ASSIGNED TASK — Pick out the lines below that include the string "info".

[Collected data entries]

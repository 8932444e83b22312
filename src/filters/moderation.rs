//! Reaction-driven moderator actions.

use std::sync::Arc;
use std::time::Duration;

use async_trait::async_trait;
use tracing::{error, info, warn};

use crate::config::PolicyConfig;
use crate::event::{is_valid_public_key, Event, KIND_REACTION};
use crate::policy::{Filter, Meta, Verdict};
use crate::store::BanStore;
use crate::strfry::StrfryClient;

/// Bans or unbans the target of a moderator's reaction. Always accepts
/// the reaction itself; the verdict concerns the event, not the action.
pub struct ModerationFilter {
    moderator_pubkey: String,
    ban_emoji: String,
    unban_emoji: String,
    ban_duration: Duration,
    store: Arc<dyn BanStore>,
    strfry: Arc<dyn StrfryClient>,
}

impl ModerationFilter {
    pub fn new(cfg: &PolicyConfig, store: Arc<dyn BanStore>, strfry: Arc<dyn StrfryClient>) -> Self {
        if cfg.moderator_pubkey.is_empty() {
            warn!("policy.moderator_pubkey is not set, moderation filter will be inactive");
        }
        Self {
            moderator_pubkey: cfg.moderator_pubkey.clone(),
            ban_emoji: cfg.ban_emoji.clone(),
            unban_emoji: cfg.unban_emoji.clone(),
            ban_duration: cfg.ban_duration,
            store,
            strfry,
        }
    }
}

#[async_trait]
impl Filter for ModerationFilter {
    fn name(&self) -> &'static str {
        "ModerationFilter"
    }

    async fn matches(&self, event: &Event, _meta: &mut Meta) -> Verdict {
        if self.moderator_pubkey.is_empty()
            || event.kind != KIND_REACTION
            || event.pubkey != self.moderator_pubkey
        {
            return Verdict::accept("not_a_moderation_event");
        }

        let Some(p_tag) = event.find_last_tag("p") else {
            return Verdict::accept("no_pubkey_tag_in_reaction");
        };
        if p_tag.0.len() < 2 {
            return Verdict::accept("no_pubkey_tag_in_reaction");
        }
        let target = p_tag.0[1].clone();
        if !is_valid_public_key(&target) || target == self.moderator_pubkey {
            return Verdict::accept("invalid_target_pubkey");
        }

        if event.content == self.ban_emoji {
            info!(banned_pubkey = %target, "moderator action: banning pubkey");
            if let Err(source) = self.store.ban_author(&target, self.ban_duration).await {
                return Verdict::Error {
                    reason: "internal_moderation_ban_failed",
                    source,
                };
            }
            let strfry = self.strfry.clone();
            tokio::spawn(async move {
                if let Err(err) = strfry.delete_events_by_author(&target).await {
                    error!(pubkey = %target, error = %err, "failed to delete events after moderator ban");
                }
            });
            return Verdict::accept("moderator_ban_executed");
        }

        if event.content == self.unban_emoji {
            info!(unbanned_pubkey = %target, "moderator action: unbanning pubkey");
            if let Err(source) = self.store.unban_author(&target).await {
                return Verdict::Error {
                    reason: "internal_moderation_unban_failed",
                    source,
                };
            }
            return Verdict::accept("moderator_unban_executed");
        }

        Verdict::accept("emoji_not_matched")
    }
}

TASK ANSWER —
use tracing::{error, info, warn};
            info!(banned_pubkey = %target, "moderator action: banning pubkey");
            info!(unbanned_pubkey = %target, "moderator action: unbanning pubkey");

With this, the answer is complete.